_Task to carry out_: Once you have read the records, output them exactly.

*** Opening of Records provided ***

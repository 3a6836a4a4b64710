//! Captured frames.

use crate::filter::FilterDescriptor;

/// MIME type of every encoded frame and strip.
pub const PNG_MIME: &str = "image/png";

/// One encoded square still produced by a burst.
///
/// Immutable once created; `index` is the frame's 0-based position in the
/// burst's frame list.
#[derive(Debug, Clone, PartialEq, Eq)]
pub struct CapturedFrame {
    index: usize,
    filter: FilterDescriptor,
    size: u32,
    png: Vec<u8>,
}

impl CapturedFrame {
    pub fn new(index: usize, filter: FilterDescriptor, size: u32, png: Vec<u8>) -> Self {
        Self {
            index,
            filter,
            size,
            png,
        }
    }

    /// Wrap raw bytes that did not come from a capture (imported files).
    pub fn from_encoded(index: usize, png: Vec<u8>) -> Self {
        Self::new(index, FilterDescriptor::None, 0, png)
    }

    pub fn index(&self) -> usize {
        self.index
    }

    pub fn filter(&self) -> FilterDescriptor {
        self.filter
    }

    /// Edge length of the square raster, `0` if unknown.
    pub fn size(&self) -> u32 {
        self.size
    }

    /// Encoded raster bytes.
    pub fn bytes(&self) -> &[u8] {
        &self.png
    }

    /// Same frame at a new list position.
    pub fn reindexed(mut self, index: usize) -> Self {
        self.index = index;
        self
    }
}

#[cfg(test)]
mod tests {
    use super::*;

    #[test]
    fn test_reindex_keeps_payload() {
        let frame = CapturedFrame::new(4, FilterDescriptor::Sepia, 600, vec![1, 2, 3]);
        let moved = frame.clone().reindexed(1);
        assert_eq!(moved.index(), 1);
        assert_eq!(moved.bytes(), frame.bytes());
        assert_eq!(moved.filter(), FilterDescriptor::Sepia);
    }
}
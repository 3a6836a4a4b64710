//! List capture filters.

use snapstrip_strip_model::FilterDescriptor;

pub fn run() -> anyhow::Result<()> {
    println!("{:<12} CSS equivalent", "Filter");
    println!("{}", "=".repeat(60));
    for filter in FilterDescriptor::ALL {
        println!("{:<12} {}", filter.tag(), filter.css());
    }
    Ok(())
}
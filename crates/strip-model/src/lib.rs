//! Snapstrip Strip Model
//!
//! Defines the core data contracts shared by capture and compositing:
//! - **Filters:** the closed set of capture-time visual effects
//! - **Frames:** encoded square stills produced by a burst
//! - **Layout:** the fixed 2×3 grid geometry of a printed strip
//! - **Strip:** the composited bitmap plus the metadata handed to storage
//!
//! Layout geometry is expressed in canvas pixels and never depends on how
//! many frames a strip actually holds.

pub mod background;
pub mod filter;
pub mod frame;
pub mod layout;
pub mod strip;

pub use background::*;
pub use filter::*;
pub use frame::*;
pub use layout::*;
pub use strip::*;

*** Close of Records provided ***

_Written solution_:
repository 3a6836a4a4b64710
//! Captured frames.

use crate::filter::FilterDescriptor;

/// MIME type of every encoded frame and strip.
pub const PNG_MIME: &str = "image/png";

/// One encoded square still produced by a burst.
///
/// Immutable once created; `index` is the frame's 0-based position in the
/// burst's frame list.
#[derive(Debug, Clone, PartialEq, Eq)]
pub struct CapturedFrame {
    index: usize,
    filter: FilterDescriptor,
    size: u32,
    png: Vec<u8>,
}

impl CapturedFrame {
    pub fn new(index: usize, filter: FilterDescriptor, size: u32, png: Vec<u8>) -> Self {
        Self {
            index,
            filter,
            size,
            png,
        }
    }

    /// Wrap raw bytes that did not come from a capture (imported files).
    pub fn from_encoded(index: usize, png: Vec<u8>) -> Self {
        Self::new(index, FilterDescriptor::None, 0, png)
    }

    pub fn index(&self) -> usize {
        self.index
    }

    pub fn filter(&self) -> FilterDescriptor {
        self.filter
    }

    /// Edge length of the square raster, `0` if unknown.
    pub fn size(&self) -> u32 {
        self.size
    }

    /// Encoded raster bytes.
    pub fn bytes(&self) -> &[u8] {
        &self.png
    }

    /// Same frame at a new list position.
    pub fn reindexed(mut self, index: usize) -> Self {
        self.index = index;
        self
    }
}

#[cfg(test)]
mod tests {
    use super::*;

    #[test]
    fn test_reindex_keeps_payload() {
        let frame = CapturedFrame::new(4, FilterDescriptor::Sepia, 600, vec![1, 2, 3]);
        let moved = frame.clone().reindexed(1);
        assert_eq!(moved.index(), 1);
        assert_eq!(moved.bytes(), frame.bytes());
        assert_eq!(moved.filter(), FilterDescriptor::Sepia);
    }
}
repository 3a6836a4a4b64710
//! List capture filters.

use snapstrip_strip_model::FilterDescriptor;

pub fn run() -> anyhow::Result<()> {
    println!("{:<12} CSS equivalent", "Filter");
    println!("{}", "=".repeat(60));
    for filter in FilterDescriptor::ALL {
        println!("{:<12} {}", filter.tag(), filter.css());
    }
    Ok(())
}
filename crates/strip-model/src/lib.rs
//! Snapstrip Strip Model
//!
//! Defines the core data contracts shared by capture and compositing:
//! - **Filters:** the closed set of capture-time visual effects
//! - **Frames:** encoded square stills produced by a burst
//! - **Layout:** the fixed 2×3 grid geometry of a printed strip
//! - **Strip:** the composited bitmap plus the metadata handed to storage
//!
//! Layout geometry is expressed in canvas pixels and never depends on how
//! many frames a strip actually holds.

pub mod background;
pub mod filter;
pub mod frame;
pub mod layout;
pub mod strip;

pub use background::*;
pub use filter::*;
pub use frame::*;
pub use layout::*;
pub use strip::*;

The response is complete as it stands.